3 - I do see a ton of non-eng doing this. I see a lot more eng also just chilling in 'flex spaces' like phone boths, lounges, etc... the stuff that never got used when everyone had desks and now is even tho my office isn't over full. our little mini-single desk rooms I call our intern offices as they seem to just work in there.
is the 2 days a week just the RTO minimum?
4 - this is me but also 1 is kinda me.. I'm in a lot but I travel a lot, and I have very specialized setup that I do use.
5 - I can get this, my whole management chain is remote... I'm senior enough. I'm actually well above average on in office attendance, and just below the rto requirements esp if you account for me working from office for a month in the last 2 months while bein in other cities. or last 3 weeks because there were "synergies" for folks for me to meet.
The true answer for me is I get to pick and choose between days when I need to get stuff done coding, by clearing my calendar, and slamming out code at home... or at the office. Or by forcing a lot of in person meetings and getting 8 months of design convs done in 4 hours. I got a solid 1.5 hour convo done while waiting for traffic to die down on thursday that I had been trying for 2 years to do on remote.
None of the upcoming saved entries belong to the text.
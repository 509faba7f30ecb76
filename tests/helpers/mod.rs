//! Test helpers for driving a live server over HTTP

use std::path::PathBuf;
use std::sync::Arc;
use std::time::Duration;

use async_trait::async_trait;
use meshgen_api::{
    app_state::{AppState, Stores},
    models::job::JobStatus,
    routes,
    services::{
        generator::{GenerationAdapter, GenerationError, Mesh},
        job_store::MemoryJobStore,
        queue::MemoryQueue,
        storage::{LocalStore, ObjectStore},
        worker::{WorkerPool, WorkerSettings},
    },
};
use serde::Deserialize;
use tokio::time::sleep;
use uuid::Uuid;

/// Response from POST /generate
#[derive(Debug, Deserialize)]
pub struct GenerateResponse {
    pub job_id: Uuid,
    pub status: JobStatus,
    pub message: String,
}

/// Response from GET /status/{job_id}
#[derive(Debug, Clone, PartialEq, Deserialize)]
pub struct StatusResponse {
    pub job_id: Uuid,
    pub status: JobStatus,
    pub prompt: String,
    pub submitted_at: String,
    pub completed_at: Option<String>,
    pub output_url: Option<String>,
    pub error: Option<String>,
}

/// Error body returned by every failing endpoint
#[derive(Debug, Deserialize)]
pub struct ErrorBody {
    pub error: String,
    pub code: String,
}

/// Generator stand-in: passes images through and emits a tiny fake GLB.
pub struct StubGenerator {
    pub mesh_delay: Duration,
    pub fail_mesh: bool,
}

#[async_trait]
impl GenerationAdapter for StubGenerator {
    fn name(&self) -> &str {
        "stub"
    }

    async fn remove_background(&self, image: Vec<u8>) -> Result<Vec<u8>, GenerationError> {
        Ok(image)
    }

    async fn generate_mesh(&self, prompt: &str, images: Vec<Vec<u8>>) -> Result<Mesh, GenerationError> {
        sleep(self.mesh_delay).await;
        if self.fail_mesh {
            return Err(GenerationError::InvalidOutput("mesh backend unavailable".to_string()));
        }
        if images.is_empty() {
            return Err(GenerationError::NoInput);
        }
        let mut data = b"glTF".to_vec();
        data.extend_from_slice(prompt.as_bytes());
        Ok(Mesh::glb(data))
    }
}

/// A server bound to an ephemeral port with in-memory backends and a running worker.
pub struct TestServer {
    pub base_url: String,
    pub client: reqwest::Client,
    pub jobs: Arc<MemoryJobStore>,
    pub scratch: Arc<LocalStore>,
    root: PathBuf,
    workers: Option<WorkerPool>,
    server: tokio::task::JoinHandle<()>,
}

impl TestServer {
    pub async fn start(generator: StubGenerator) -> Self {
        Self::start_with(generator, true).await
    }

    /// Start without workers, so jobs stay queued.
    pub async fn start_idle() -> Self {
        Self::start_with(
            StubGenerator {
                mesh_delay: Duration::ZERO,
                fail_mesh: false,
            },
            false,
        )
        .await
    }

    async fn start_with(generator: StubGenerator, with_workers: bool) -> Self {
        let root = std::env::temp_dir().join(format!("meshgen-api-test-{}", Uuid::new_v4()));
        let inputs = LocalStore::new(root.join("uploads")).await.unwrap();
        inputs.upload("chair.png", b"chair-image", "image/png").await.unwrap();
        inputs.upload("table.png", b"table-image", "image/png").await.unwrap();
        let scratch = Arc::new(LocalStore::new(root.join("scratch")).await.unwrap());
        let outputs = LocalStore::new(root.join("outputs")).await.unwrap();

        let listener = tokio::net::TcpListener::bind("127.0.0.1:0").await.unwrap();
        let base_url = format!("http://{}", listener.local_addr().unwrap());

        let jobs = Arc::new(MemoryJobStore::new());
        let state = AppState::new(
            jobs.clone(),
            Arc::new(MemoryQueue::new(None)),
            Stores {
                inputs: Arc::new(inputs),
                scratch: scratch.clone(),
                outputs: Arc::new(outputs),
            },
            Arc::new(generator),
            &base_url,
        );

        let workers = with_workers.then(|| {
            WorkerPool::spawn(
                state.clone(),
                WorkerSettings {
                    poll_interval: Duration::from_millis(20),
                    job_timeout: Some(Duration::from_secs(10)),
                    ..WorkerSettings::default()
                },
            )
        });

        let app = routes::router(state, 1024 * 1024);
        let server = tokio::spawn(async move {
            axum::serve(listener, app).await.unwrap();
        });

        Self {
            base_url,
            client: reqwest::Client::new(),
            jobs,
            scratch,
            root,
            workers,
            server,
        }
    }

    pub async fn submit(&self, body: serde_json::Value) -> reqwest::Response {
        self.client
            .post(format!("{}/generate", self.base_url))
            .json(&body)
            .send()
            .await
            .unwrap()
    }

    pub async fn status(&self, job_id: &str) -> reqwest::Response {
        self.client
            .get(format!("{}/status/{}", self.base_url, job_id))
            .send()
            .await
            .unwrap()
    }

    /// Poll until the job is terminal, recording every status observed on the way.
    pub async fn wait_for_terminal(&self, job_id: Uuid) -> (StatusResponse, Vec<JobStatus>) {
        let mut seen = Vec::new();
        for _ in 0..500 {
            let response = self.status(&job_id.to_string()).await;
            assert_eq!(response.status(), reqwest::StatusCode::OK);
            let body: StatusResponse = response.json().await.unwrap();
            seen.push(body.status);
            if body.status.is_terminal() {
                return (body, seen);
            }
            sleep(Duration::from_millis(10)).await;
        }
        panic!("Job {job_id} did not finish in time; observed {seen:?}");
    }

    pub async fn stop(self) {
        if let Some(workers) = self.workers {
            workers.shutdown().await;
        }
        self.server.abort();
        let _ = tokio::fs::remove_dir_all(&self.root).await;
    }
}
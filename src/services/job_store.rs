use std::collections::HashMap;

use async_trait::async_trait;
use chrono::{DateTime, Utc};
use tokio::sync::RwLock;
use uuid::Uuid;

use crate::models::job::{GenerationJob, InvalidTransition, JobUpdate};

/// Index of generation jobs keyed by id.
///
/// `create` and `discard` belong to the submission path; `update` belongs to
/// whichever worker owns the job. Every `update` is applied atomically: a
/// reader sees either the whole transition or none of it.
#[async_trait]
pub trait JobStore: Send + Sync {
    async fn create(
        &self,
        prompt: String,
        input_keys: Vec<String>,
        output_name: Option<String>,
    ) -> Result<GenerationJob, StoreError>;

    async fn get(&self, id: Uuid) -> Result<Option<GenerationJob>, StoreError>;

    async fn update(&self, id: Uuid, update: JobUpdate) -> Result<GenerationJob, StoreError>;

    /// Remove a record that was never handed to a worker.
    async fn discard(&self, id: Uuid) -> Result<(), StoreError>;

    /// Drop terminal jobs that finished before `cutoff`. Returns how many were removed.
    async fn purge_finished_before(&self, cutoff: DateTime<Utc>) -> Result<u64, StoreError>;

    async fn health_check(&self) -> Result<(), StoreError> {
        Ok(())
    }
}

/// Process-local job store.
#[derive(Default)]
pub struct MemoryJobStore {
    jobs: RwLock<HashMap<Uuid, GenerationJob>>,
}

impl MemoryJobStore {
    pub fn new() -> Self {
        Self::default()
    }

    pub async fn len(&self) -> usize {
        self.jobs.read().await.len()
    }
}

#[async_trait]
impl JobStore for MemoryJobStore {
    async fn create(
        &self,
        prompt: String,
        input_keys: Vec<String>,
        output_name: Option<String>,
    ) -> Result<GenerationJob, StoreError> {
        let mut jobs = self.jobs.write().await;
        let job = loop {
            let candidate = GenerationJob::new(prompt.clone(), input_keys.clone(), output_name.clone());
            if !jobs.contains_key(&candidate.id) {
                break candidate;
            }
        };
        jobs.insert(job.id, job.clone());
        Ok(job)
    }

    async fn get(&self, id: Uuid) -> Result<Option<GenerationJob>, StoreError> {
        Ok(self.jobs.read().await.get(&id).cloned())
    }

    async fn update(&self, id: Uuid, update: JobUpdate) -> Result<GenerationJob, StoreError> {
        let mut jobs = self.jobs.write().await;
        let job = jobs.get_mut(&id).ok_or(StoreError::NotFound(id))?;
        job.apply(update, Utc::now())?;
        Ok(job.clone())
    }

    async fn discard(&self, id: Uuid) -> Result<(), StoreError> {
        self.jobs.write().await.remove(&id);
        Ok(())
    }

    async fn purge_finished_before(&self, cutoff: DateTime<Utc>) -> Result<u64, StoreError> {
        let mut jobs = self.jobs.write().await;
        let before = jobs.len();
        jobs.retain(|_, job| {
            !(job.status.is_terminal() && job.completed_at.is_some_and(|at| at < cutoff))
        });
        Ok((before - jobs.len()) as u64)
    }
}

#[derive(Debug, thiserror::Error)]
pub enum StoreError {
    #[error("Job {0} not found")]
    NotFound(Uuid),

    #[error(transparent)]
    InvalidTransition(#[from] InvalidTransition),

    #[error("Database error: {0}")]
    Database(#[from] sqlx::Error),

    #[error("Corrupt job record: {0}")]
    Corrupt(String),
}

impl StoreError {
    /// Whether retrying the same call may succeed.
    pub fn is_transient(&self) -> bool {
        matches!(self, StoreError::Database(_))
    }
}
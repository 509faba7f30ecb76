use chrono::{DateTime, Utc};
use serde::{Deserialize, Serialize};
use strum::{Display, EnumString};
use uuid::Uuid;

/// Status of a generation job in the async pipeline.
#[derive(Debug, Clone, Copy, Serialize, Deserialize, EnumString, Display, PartialEq, Eq, Hash)]
#[serde(rename_all = "snake_case")]
#[strum(serialize_all = "snake_case")]
pub enum JobStatus {
    Queued,
    ProcessingBackgroundRemoval,
    #[serde(rename = "processing_3d_generation")]
    #[strum(serialize = "processing_3d_generation")]
    Processing3dGeneration,
    Completed,
    Failed,
}

impl JobStatus {
    /// Position in the lifecycle. Both terminal states share the last rank.
    pub fn rank(self) -> u8 {
        match self {
            JobStatus::Queued => 0,
            JobStatus::ProcessingBackgroundRemoval => 1,
            JobStatus::Processing3dGeneration => 2,
            JobStatus::Completed | JobStatus::Failed => 3,
        }
    }

    pub fn is_terminal(self) -> bool {
        matches!(self, JobStatus::Completed | JobStatus::Failed)
    }

    /// Whether a job currently in `self` may move to `next`.
    ///
    /// Stages only advance one step at a time; `failed` is reachable from
    /// any non-terminal state.
    pub fn can_transition_to(self, next: JobStatus) -> bool {
        match (self, next) {
            (JobStatus::Queued, JobStatus::ProcessingBackgroundRemoval) => true,
            (JobStatus::ProcessingBackgroundRemoval, JobStatus::Processing3dGeneration) => true,
            (JobStatus::Processing3dGeneration, JobStatus::Completed) => true,
            (from, JobStatus::Failed) => !from.is_terminal(),
            _ => false,
        }
    }

    /// Every status from which `self` can be entered.
    pub fn predecessors(self) -> Vec<JobStatus> {
        ALL_STATUSES
            .iter()
            .copied()
            .filter(|from| from.can_transition_to(self))
            .collect()
    }

    pub fn as_str(self) -> &'static str {
        match self {
            JobStatus::Queued => "queued",
            JobStatus::ProcessingBackgroundRemoval => "processing_background_removal",
            JobStatus::Processing3dGeneration => "processing_3d_generation",
            JobStatus::Completed => "completed",
            JobStatus::Failed => "failed",
        }
    }
}

const ALL_STATUSES: [JobStatus; 5] = [
    JobStatus::Queued,
    JobStatus::ProcessingBackgroundRemoval,
    JobStatus::Processing3dGeneration,
    JobStatus::Completed,
    JobStatus::Failed,
];

/// A mutation the worker applies to a job record.
#[derive(Debug, Clone, PartialEq)]
pub enum JobUpdate {
    /// Enter an intermediate processing stage.
    Stage(JobStatus),
    Complete { output_key: String },
    Fail { error: String },
}

impl JobUpdate {
    pub fn target(&self) -> JobStatus {
        match self {
            JobUpdate::Stage(status) => *status,
            JobUpdate::Complete { .. } => JobStatus::Completed,
            JobUpdate::Fail { .. } => JobStatus::Failed,
        }
    }

    /// Statuses a record may be in for this update to apply.
    ///
    /// A terminal status is only entered through `Complete` or `Fail`, which
    /// carry the output or error that goes with it.
    pub fn allowed_from(&self) -> Vec<JobStatus> {
        match self {
            JobUpdate::Stage(status) if status.is_terminal() => Vec::new(),
            _ => self.target().predecessors(),
        }
    }
}

/// A 3D generation job.
#[derive(Debug, Clone, Serialize, Deserialize, PartialEq)]
pub struct GenerationJob {
    pub id: Uuid,
    pub status: JobStatus,
    pub prompt: String,
    /// Input store keys of the source images, in submission order.
    pub input_keys: Vec<String>,
    /// File name of the artifact, as requested or `{id}.glb`.
    pub output_name: String,
    /// Set once the artifact has been written (status `completed`).
    pub output_key: Option<String>,
    pub error: Option<String>,
    pub submitted_at: DateTime<Utc>,
    pub updated_at: DateTime<Utc>,
    pub completed_at: Option<DateTime<Utc>>,
}

impl GenerationJob {
    /// Without an explicit `output_name` the artifact is named `{id}.glb`.
    pub fn new(prompt: String, input_keys: Vec<String>, output_name: Option<String>) -> Self {
        let now = Utc::now();
        let id = Uuid::new_v4();
        Self {
            id,
            status: JobStatus::Queued,
            prompt,
            input_keys,
            output_name: output_name.unwrap_or_else(|| format!("{id}.glb")),
            output_key: None,
            error: None,
            submitted_at: now,
            updated_at: now,
            completed_at: None,
        }
    }

    /// Output store key of this job's artifact. Scoped by id so jobs sharing
    /// an output name never overwrite each other.
    pub fn artifact_key(&self) -> String {
        format!("{}/{}", self.id, self.output_name)
    }

    /// Apply `update` in place, rejecting anything but a forward transition.
    ///
    /// The record is left untouched when the transition is not allowed.
    pub fn apply(&mut self, update: JobUpdate, now: DateTime<Utc>) -> Result<(), InvalidTransition> {
        let next = update.target();
        if !update.allowed_from().contains(&self.status) {
            return Err(InvalidTransition {
                from: self.status,
                to: next,
            });
        }

        match update {
            JobUpdate::Stage(status) => self.status = status,
            JobUpdate::Complete { output_key } => {
                self.status = JobStatus::Completed;
                self.output_key = Some(output_key);
                self.completed_at = Some(now);
            }
            JobUpdate::Fail { error } => {
                self.status = JobStatus::Failed;
                self.error = Some(error);
                self.completed_at = Some(now);
            }
        }
        self.updated_at = now;
        Ok(())
    }
}

#[derive(Debug, Clone, Copy, PartialEq, thiserror::Error)]
#[error("cannot move job from {from} to {to}")]
pub struct InvalidTransition {
    pub from: JobStatus,
    pub to: JobStatus,
}
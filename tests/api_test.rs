//! HTTP-level tests against a server on an ephemeral port.
//!
//! Backends are in-memory and the generator is a stub, so these run without
//! any external infrastructure.

mod helpers;

use std::collections::HashSet;
use std::time::Duration;

use helpers::*;
use meshgen_api::models::job::JobStatus;
use meshgen_api::services::storage::ObjectStore;
use reqwest::StatusCode;
use serde_json::json;
use uuid::Uuid;

fn fast() -> StubGenerator {
    StubGenerator {
        mesh_delay: Duration::ZERO,
        fail_mesh: false,
    }
}

#[tokio::test]
async fn test_health_check() {
    let server = TestServer::start(fast()).await;

    let response = server
        .client
        .get(format!("{}/health", server.base_url))
        .send()
        .await
        .unwrap();
    assert_eq!(response.status(), StatusCode::OK);

    let body: serde_json::Value = response.json().await.unwrap();
    assert_eq!(body["status"], "ok");
    assert_eq!(body["service"], "meshgen-api");
    assert_eq!(body["checks"]["job_store"]["status"], "ok");
    assert_eq!(body["checks"]["queue"]["status"], "ok");

    server.stop().await;
}

#[tokio::test]
async fn test_generate_runs_to_completion_and_serves_the_model() {
    let server = TestServer::start(fast()).await;

    let response = server
        .submit(json!({
            "prompt": "a wooden chair",
            "image_filenames": ["chair.png"],
            "output_filename": "chair"
        }))
        .await;
    assert_eq!(response.status(), StatusCode::ACCEPTED);
    let accepted: GenerateResponse = response.json().await.unwrap();
    assert_eq!(accepted.status, JobStatus::Queued);
    assert_eq!(accepted.message, "3D generation job queued");

    let (done, _) = server.wait_for_terminal(accepted.job_id).await;
    assert_eq!(done.status, JobStatus::Completed);
    assert_eq!(done.job_id, accepted.job_id);
    assert_eq!(done.prompt, "a wooden chair");
    assert!(done.completed_at.is_some());
    assert!(done.error.is_none());

    let output_url = done.output_url.expect("completed job has an output url");
    assert_eq!(
        output_url,
        format!("{}/outputs/{}/chair.glb", server.base_url, accepted.job_id)
    );

    let download = server.client.get(&output_url).send().await.unwrap();
    assert_eq!(download.status(), StatusCode::OK);
    assert_eq!(
        download.headers()["content-type"].to_str().unwrap(),
        "model/gltf-binary"
    );
    let bytes = download.bytes().await.unwrap();
    assert_eq!(&bytes[..], b"glTFa wooden chair");

    server.stop().await;
}

#[tokio::test]
async fn test_default_output_name_uses_job_id() {
    let server = TestServer::start(fast()).await;

    let accepted: GenerateResponse = server
        .submit(json!({"prompt": "a table", "image_filenames": ["table.png"]}))
        .await
        .json()
        .await
        .unwrap();

    let (done, _) = server.wait_for_terminal(accepted.job_id).await;
    assert_eq!(
        done.output_url.as_deref(),
        Some(
            format!(
                "{}/outputs/{}/{}.glb",
                server.base_url, accepted.job_id, accepted.job_id
            )
            .as_str()
        )
    );

    server.stop().await;
}

#[tokio::test]
async fn test_missing_input_is_rejected_without_creating_a_job() {
    let server = TestServer::start(fast()).await;

    let response = server
        .submit(json!({
            "prompt": "a chair",
            "image_filenames": ["chair.png", "missing.png"]
        }))
        .await;
    assert_eq!(response.status(), StatusCode::NOT_FOUND);
    let body: ErrorBody = response.json().await.unwrap();
    assert_eq!(body.code, "INPUT_NOT_FOUND");
    assert!(body.error.contains("missing.png"), "error was: {}", body.error);

    assert_eq!(server.jobs.len().await, 0);
    server.stop().await;
}

#[tokio::test]
async fn test_invalid_requests_are_400() {
    let server = TestServer::start(fast()).await;

    let cases = [
        json!({"image_filenames": ["chair.png"]}),
        json!({"prompt": "a chair"}),
        json!({"prompt": "", "image_filenames": ["chair.png"]}),
        json!({"prompt": "a chair", "image_filenames": []}),
    ];
    for case in cases {
        let response = server.submit(case.clone()).await;
        assert_eq!(response.status(), StatusCode::BAD_REQUEST, "request: {case}");
        let body: ErrorBody = response.json().await.unwrap();
        assert_eq!(body.code, "VALIDATION_ERROR");
    }

    let response = server
        .client
        .post(format!("{}/generate", server.base_url))
        .header("content-type", "application/json")
        .body("{not json")
        .send()
        .await
        .unwrap();
    assert_eq!(response.status(), StatusCode::BAD_REQUEST);

    assert_eq!(server.jobs.len().await, 0);
    server.stop().await;
}

#[tokio::test]
async fn test_unknown_and_malformed_job_ids_are_404() {
    let server = TestServer::start_idle().await;

    for id in [Uuid::new_v4().to_string(), "not-a-job".to_string()] {
        let response = server.status(&id).await;
        assert_eq!(response.status(), StatusCode::NOT_FOUND);
        let body: ErrorBody = response.json().await.unwrap();
        assert_eq!(body.code, "JOB_NOT_FOUND");
    }

    server.stop().await;
}

#[tokio::test]
async fn test_failed_generation_is_reported_and_scratch_is_released() {
    let server = TestServer::start(StubGenerator {
        mesh_delay: Duration::ZERO,
        fail_mesh: true,
    })
    .await;

    let accepted: GenerateResponse = server
        .submit(json!({"prompt": "a chair", "image_filenames": ["chair.png", "table.png"]}))
        .await
        .json()
        .await
        .unwrap();

    let (done, _) = server.wait_for_terminal(accepted.job_id).await;
    assert_eq!(done.status, JobStatus::Failed);
    assert!(done.output_url.is_none());
    let error = done.error.expect("failed job carries an error");
    assert!(error.contains("mesh backend unavailable"), "error was: {error}");

    for index in 0..2 {
        let key = format!("{}/{}.png", accepted.job_id, index);
        assert!(!server.scratch.exists(&key).await.unwrap(), "{key} left behind");
    }

    server.stop().await;
}

#[tokio::test]
async fn test_observed_statuses_only_move_forward() {
    let server = TestServer::start(StubGenerator {
        mesh_delay: Duration::from_millis(150),
        fail_mesh: false,
    })
    .await;

    let accepted: GenerateResponse = server
        .submit(json!({"prompt": "a lamp", "image_filenames": ["chair.png"]}))
        .await
        .json()
        .await
        .unwrap();

    let (done, seen) = server.wait_for_terminal(accepted.job_id).await;
    assert_eq!(done.status, JobStatus::Completed);
    assert!(
        seen.windows(2).all(|pair| pair[0].rank() <= pair[1].rank()),
        "statuses went backwards: {seen:?}"
    );
    assert!(seen.contains(&JobStatus::Processing3dGeneration), "observed {seen:?}");

    server.stop().await;
}

#[tokio::test]
async fn test_status_reads_are_stable() {
    let server = TestServer::start_idle().await;

    let accepted: GenerateResponse = server
        .submit(json!({"prompt": "a chair", "image_filenames": ["chair.png"]}))
        .await
        .json()
        .await
        .unwrap();

    let first: StatusResponse = server
        .status(&accepted.job_id.to_string())
        .await
        .json()
        .await
        .unwrap();
    let second: StatusResponse = server
        .status(&accepted.job_id.to_string())
        .await
        .json()
        .await
        .unwrap();

    assert_eq!(first.status, JobStatus::Queued);
    assert_eq!(first, second);

    server.stop().await;
}

#[tokio::test]
async fn test_concurrent_submissions_get_distinct_ids() {
    let server = TestServer::start_idle().await;

    let submissions = (0..20).map(|i| {
        server.submit(json!({
            "prompt": format!("chair {i}"),
            "image_filenames": ["chair.png"]
        }))
    });
    let responses = futures::future::join_all(submissions).await;

    let mut ids = HashSet::new();
    for response in responses {
        assert_eq!(response.status(), StatusCode::ACCEPTED);
        let accepted: GenerateResponse = response.json().await.unwrap();
        ids.insert(accepted.job_id);
    }
    assert_eq!(ids.len(), 20);
    assert_eq!(server.jobs.len().await, 20);

    server.stop().await;
}

#[tokio::test]
async fn test_unknown_output_is_404() {
    let server = TestServer::start_idle().await;

    let response = server
        .client
        .get(format!("{}/outputs/{}/nothing.glb", server.base_url, Uuid::new_v4()))
        .send()
        .await
        .unwrap();
    assert_eq!(response.status(), StatusCode::NOT_FOUND);

    let response = server
        .client
        .get(format!("{}/outputs/not-a-job/nothing.glb", server.base_url))
        .send()
        .await
        .unwrap();
    assert_eq!(response.status(), StatusCode::NOT_FOUND);

    server.stop().await;
}

#[tokio::test]
async fn test_jobs_sharing_an_output_name_keep_their_own_models() {
    let server = TestServer::start(fast()).await;

    let mut urls = Vec::new();
    for prompt in ["job A", "job B"] {
        let accepted: GenerateResponse = server
            .submit(json!({
                "prompt": prompt,
                "image_filenames": ["chair.png"],
                "output_filename": "model.glb"
            }))
            .await
            .json()
            .await
            .unwrap();
        let (done, _) = server.wait_for_terminal(accepted.job_id).await;
        assert_eq!(done.status, JobStatus::Completed);
        urls.push(done.output_url.expect("completed job has an output url"));
    }
    assert_ne!(urls[0], urls[1]);

    for (url, prompt) in urls.iter().zip(["job A", "job B"]) {
        let bytes = server.client.get(url).send().await.unwrap().bytes().await.unwrap();
        assert_eq!(&bytes[..], format!("glTF{prompt}").as_bytes());
    }

    server.stop().await;
}

#[tokio::test]
async fn test_output_names_with_url_reserved_characters_are_rejected() {
    let server = TestServer::start(fast()).await;

    for name in ["chair#1", "chair?v=2", "50%", "my chair"] {
        let response = server
            .submit(json!({
                "prompt": "a chair",
                "image_filenames": ["chair.png"],
                "output_filename": name
            }))
            .await;
        assert_eq!(response.status(), StatusCode::BAD_REQUEST, "name: {name:?}");
        let body: ErrorBody = response.json().await.unwrap();
        assert_eq!(body.code, "VALIDATION_ERROR");
    }

    assert_eq!(server.jobs.len().await, 0);
    server.stop().await;
}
but I had this flexibility in the before times and I'm pretty senior.
The thing I do think sucks is that I suspect everyone is single car riding into the office so traffic in seattle is actually WORSE than pre-pandemic. Traffic sucks till 9:30 am now.
The only true benefit of the march of time is that there's so many "enhanced" cars now that I can just HOV way to the front of the line then cut off a tesla or obviously expensive mercedes in the exit lane at the last second and know they'll stop :)
basically I'm a bad one to ask and I'm making it work well for me.